#### [Your instructions]
Take the data below and repeat it exactly.

#### [Input material]
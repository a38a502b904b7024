//! MCP server implementation
//!
//! Method dispatch for one JSON-RPC request line, and the stdio transport
//! around it. A dedicated reader thread does the blocking line reads and
//! feeds a bounded queue; a single async loop answers lines in order, one
//! flushed response line per request line.

use crate::error::{McpError, Result};
use crate::extractor::{ExtractionRequest, PostExtraction};
use crate::mcp::tools::{ToolRegistry, GET_POST_TEXT};
use crate::mcp::types::{
    JsonRpcRequest, JsonRpcResponse, McpCapabilities, McpServerInfo, ToolCallParams,
    ToolCallResult, PROTOCOL_VERSION,
};
use serde::Deserialize;
use serde_json::{json, Value};
use std::io::{self, BufRead, BufReader, Write};
use tokio::sync::mpsc;
use tracing::{debug, error, info, instrument, warn};

/// Lines buffered between the reader thread and the handler loop
const LINE_QUEUE_DEPTH: usize = 64;

type Outcome = std::result::Result<Value, McpError>;

/// MCP server state
pub struct McpServer<X> {
    extractor: X,
    tools: ToolRegistry,
    info: McpServerInfo,
}

impl<X: PostExtraction> McpServer<X> {
    /// Create a server answering with `extractor`
    pub fn new(extractor: X) -> Self {
        Self {
            extractor,
            tools: ToolRegistry::new(),
            info: McpServerInfo::default(),
        }
    }

    /// Server name and version
    pub fn info(&self) -> &McpServerInfo {
        &self.info
    }

    /// The extractor behind the tool
    pub fn extractor(&self) -> &X {
        &self.extractor
    }

    /// Serve stdin/stdout until EOF
    pub async fn run_stdio(&self) -> Result<()> {
        self.run_with(BufReader::new(io::stdin()), io::stdout()).await
    }

    /// Serve newline-delimited requests from `reader`, answering on `writer`
    #[instrument(skip_all)]
    pub async fn run_with<R, W>(&self, reader: R, mut writer: W) -> Result<()>
    where
        R: BufRead + Send + 'static,
        W: Write,
    {
        info!("Starting MCP server: {} v{}", self.info.name, self.info.version);

        let (tx, mut rx) = mpsc::channel::<io::Result<String>>(LINE_QUEUE_DEPTH);
        std::thread::spawn(move || {
            for line in reader.lines() {
                let failed = line.is_err();
                if tx.blocking_send(line).is_err() || failed {
                    break;
                }
            }
        });

        while let Some(line) = rx.recv().await {
            let line = match line {
                Ok(l) => l,
                Err(e) => {
                    error!("Failed to read line: {}", e);
                    break;
                }
            };

            if line.trim().is_empty() {
                continue;
            }

            debug!("Received: {}", line);
            let response = self.handle_line(&line).await;

            let json = serde_json::to_string(&response).unwrap_or_else(|e| {
                error!("Failed to serialize response: {}", e);
                r#"{"jsonrpc":"2.0","id":null,"error":{"code":-32603,"message":"Internal error"}}"#
                    .to_string()
            });
            debug!("Sending: {}", json);

            writeln!(writer, "{}", json)?;
            writer.flush()?;
        }

        info!("MCP server shutting down");
        Ok(())
    }

    /// Answer one raw request line
    pub async fn handle_line(&self, line: &str) -> JsonRpcResponse {
        let value: Value = match serde_json::from_str(line) {
            Ok(v) => v,
            Err(e) => {
                warn!("Failed to parse request: {}", e);
                return JsonRpcResponse::parse_error();
            }
        };

        let id = value.get("id").cloned().unwrap_or(Value::Null);
        match serde_json::from_value::<JsonRpcRequest>(value) {
            Ok(request) => self.handle_request(request).await,
            Err(e) => {
                warn!("Not a JSON-RPC request: {}", e);
                JsonRpcResponse::invalid_request(id)
            }
        }
    }

    /// Dispatch one parsed request
    #[instrument(skip(self, request), fields(method = %request.method))]
    pub async fn handle_request(&self, request: JsonRpcRequest) -> JsonRpcResponse {
        let id = request.id.unwrap_or(Value::Null);
        info!("Handling method: {}", request.method);

        let outcome = match request.method.as_str() {
            "initialize" => Ok(self.handle_initialize()),
            "ping" => Ok(json!({})),
            "list_tools" | "tools/list" => Ok(self.handle_list_tools()),
            "call_tool" | "tools/call" => self.handle_call_tool(request.params).await,
            GET_POST_TEXT => self.handle_get_post_text(request.params).await,
            other => Err(McpError::UnknownMethod(other.to_string())),
        };

        match outcome {
            Ok(result) => JsonRpcResponse::success(id, result),
            Err(e) => {
                warn!("Request failed: {}", e);
                JsonRpcResponse::from_mcp_error(id, &e)
            }
        }
    }

    fn handle_initialize(&self) -> Value {
        json!({
            "protocolVersion": PROTOCOL_VERSION,
            "serverInfo": self.info,
            "capabilities": McpCapabilities::default()
        })
    }

    fn handle_list_tools(&self) -> Value {
        json!({ "tools": self.tools.definitions() })
    }

    async fn handle_call_tool(&self, params: Option<Value>) -> Outcome {
        let params = params.ok_or_else(|| McpError::InvalidParams("params required".into()))?;
        let call: ToolCallParams =
            serde_json::from_value(params).map_err(|e| McpError::InvalidParams(e.to_string()))?;

        let name = call.name.as_deref();
        let tool = name
            .and_then(|n| self.tools.get(n))
            .ok_or_else(|| McpError::UnknownTool(name.unwrap_or("None").to_string()))?;
        info!("Calling tool: {}", tool.name());

        let request = extraction_request(&call.arguments)?;
        let result = self.extractor.extract(&request.url).await;
        let text = serde_json::to_string_pretty(&result).map_err(internal)?;

        serde_json::to_value(ToolCallResult::text(text)).map_err(internal)
    }

    /// Legacy direct method: raw result object, no content wrapper
    async fn handle_get_post_text(&self, params: Option<Value>) -> Outcome {
        let request = extraction_request(&params.unwrap_or(Value::Null))?;
        let result = self.extractor.extract(&request.url).await;

        serde_json::to_value(result).map_err(internal)
    }
}

/// Tool arguments as a request; `url` must be a non-empty string
fn extraction_request(args: &Value) -> std::result::Result<ExtractionRequest, McpError> {
    ExtractionRequest::deserialize(args)
        .ok()
        .filter(|request| !request.url.is_empty())
        .ok_or_else(|| McpError::InvalidParams("url required".to_string()))
}

fn internal(err: serde_json::Error) -> McpError {
    McpError::Internal(err.to_string())
}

#### [Result of this task]
repository a38a502b904b7024
//! MCP server implementation
//!
//! Method dispatch for one JSON-RPC request line, and the stdio transport
//! around it. A dedicated reader thread does the blocking line reads and
//! feeds a bounded queue; a single async loop answers lines in order, one
//! flushed response line per request line.

use crate::error::{McpError, Result};
use crate::extractor::{ExtractionRequest, PostExtraction};
use crate::mcp::tools::{ToolRegistry, GET_POST_TEXT};
use crate::mcp::types::{
    JsonRpcRequest, JsonRpcResponse, McpCapabilities, McpServerInfo, ToolCallParams,
    ToolCallResult, PROTOCOL_VERSION,
};
use serde::Deserialize;
use serde_json::{json, Value};
use std::io::{self, BufRead, BufReader, Write};
use tokio::sync::mpsc;
use tracing::{debug, error, info, instrument, warn};

/// Lines buffered between the reader thread and the handler loop
const LINE_QUEUE_DEPTH: usize = 64;

type Outcome = std::result::Result<Value, McpError>;

/// MCP server state
pub struct McpServer<X> {
    extractor: X,
    tools: ToolRegistry,
    info: McpServerInfo,
}

impl<X: PostExtraction> McpServer<X> {
    /// Create a server answering with `extractor`
    pub fn new(extractor: X) -> Self {
        Self {
            extractor,
            tools: ToolRegistry::new(),
            info: McpServerInfo::default(),
        }
    }

    /// Server name and version
    pub fn info(&self) -> &McpServerInfo {
        &self.info
    }

    /// The extractor behind the tool
    pub fn extractor(&self) -> &X {
        &self.extractor
    }

    /// Serve stdin/stdout until EOF
    pub async fn run_stdio(&self) -> Result<()> {
        self.run_with(BufReader::new(io::stdin()), io::stdout()).await
    }

    /// Serve newline-delimited requests from `reader`, answering on `writer`
    #[instrument(skip_all)]
    pub async fn run_with<R, W>(&self, reader: R, mut writer: W) -> Result<()>
    where
        R: BufRead + Send + 'static,
        W: Write,
    {
        info!("Starting MCP server: {} v{}", self.info.name, self.info.version);

        let (tx, mut rx) = mpsc::channel::<io::Result<String>>(LINE_QUEUE_DEPTH);
        std::thread::spawn(move || {
            for line in reader.lines() {
                let failed = line.is_err();
                if tx.blocking_send(line).is_err() || failed {
                    break;
                }
            }
        });

        while let Some(line) = rx.recv().await {
            let line = match line {
                Ok(l) => l,
                Err(e) => {
                    error!("Failed to read line: {}", e);
                    break;
                }
            };

            if line.trim().is_empty() {
                continue;
            }

            debug!("Received: {}", line);
            let response = self.handle_line(&line).await;

            let json = serde_json::to_string(&response).unwrap_or_else(|e| {
                error!("Failed to serialize response: {}", e);
                r#"{"jsonrpc":"2.0","id":null,"error":{"code":-32603,"message":"Internal error"}}"#
                    .to_string()
            });
            debug!("Sending: {}", json);

            writeln!(writer, "{}", json)?;
            writer.flush()?;
        }

        info!("MCP server shutting down");
        Ok(())
    }

    /// Answer one raw request line
    pub async fn handle_line(&self, line: &str) -> JsonRpcResponse {
        let value: Value = match serde_json::from_str(line) {
            Ok(v) => v,
            Err(e) => {
                warn!("Failed to parse request: {}", e);
                return JsonRpcResponse::parse_error();
            }
        };

        let id = value.get("id").cloned().unwrap_or(Value::Null);
        match serde_json::from_value::<JsonRpcRequest>(value) {
            Ok(request) => self.handle_request(request).await,
            Err(e) => {
                warn!("Not a JSON-RPC request: {}", e);
                JsonRpcResponse::invalid_request(id)
            }
        }
    }

    /// Dispatch one parsed request
    #[instrument(skip(self, request), fields(method = %request.method))]
    pub async fn handle_request(&self, request: JsonRpcRequest) -> JsonRpcResponse {
        let id = request.id.unwrap_or(Value::Null);
        info!("Handling method: {}", request.method);

        let outcome = match request.method.as_str() {
            "initialize" => Ok(self.handle_initialize()),
            "ping" => Ok(json!({})),
            "list_tools" | "tools/list" => Ok(self.handle_list_tools()),
            "call_tool" | "tools/call" => self.handle_call_tool(request.params).await,
            GET_POST_TEXT => self.handle_get_post_text(request.params).await,
            other => Err(McpError::UnknownMethod(other.to_string())),
        };

        match outcome {
            Ok(result) => JsonRpcResponse::success(id, result),
            Err(e) => {
                warn!("Request failed: {}", e);
                JsonRpcResponse::from_mcp_error(id, &e)
            }
        }
    }

    fn handle_initialize(&self) -> Value {
        json!({
            "protocolVersion": PROTOCOL_VERSION,
            "serverInfo": self.info,
            "capabilities": McpCapabilities::default()
        })
    }

    fn handle_list_tools(&self) -> Value {
        json!({ "tools": self.tools.definitions() })
    }

    async fn handle_call_tool(&self, params: Option<Value>) -> Outcome {
        let params = params.ok_or_else(|| McpError::InvalidParams("params required".into()))?;
        let call: ToolCallParams =
            serde_json::from_value(params).map_err(|e| McpError::InvalidParams(e.to_string()))?;

        let name = call.name.as_deref();
        let tool = name
            .and_then(|n| self.tools.get(n))
            .ok_or_else(|| McpError::UnknownTool(name.unwrap_or("None").to_string()))?;
        info!("Calling tool: {}", tool.name());

        let request = extraction_request(&call.arguments)?;
        let result = self.extractor.extract(&request.url).await;
        let text = serde_json::to_string_pretty(&result).map_err(internal)?;

        serde_json::to_value(ToolCallResult::text(text)).map_err(internal)
    }

    /// Legacy direct method: raw result object, no content wrapper
    async fn handle_get_post_text(&self, params: Option<Value>) -> Outcome {
        let request = extraction_request(&params.unwrap_or(Value::Null))?;
        let result = self.extractor.extract(&request.url).await;

        serde_json::to_value(result).map_err(internal)
    }
}

/// Tool arguments as a request; `url` must be a non-empty string
fn extraction_request(args: &Value) -> std::result::Result<ExtractionRequest, McpError> {
    ExtractionRequest::deserialize(args)
        .ok()
        .filter(|request| !request.url.is_empty())
        .ok_or_else(|| McpError::InvalidParams("url required".to_string()))
}

fn internal(err: serde_json::Error) -> McpError {
    McpError::Internal(err.to_string())
}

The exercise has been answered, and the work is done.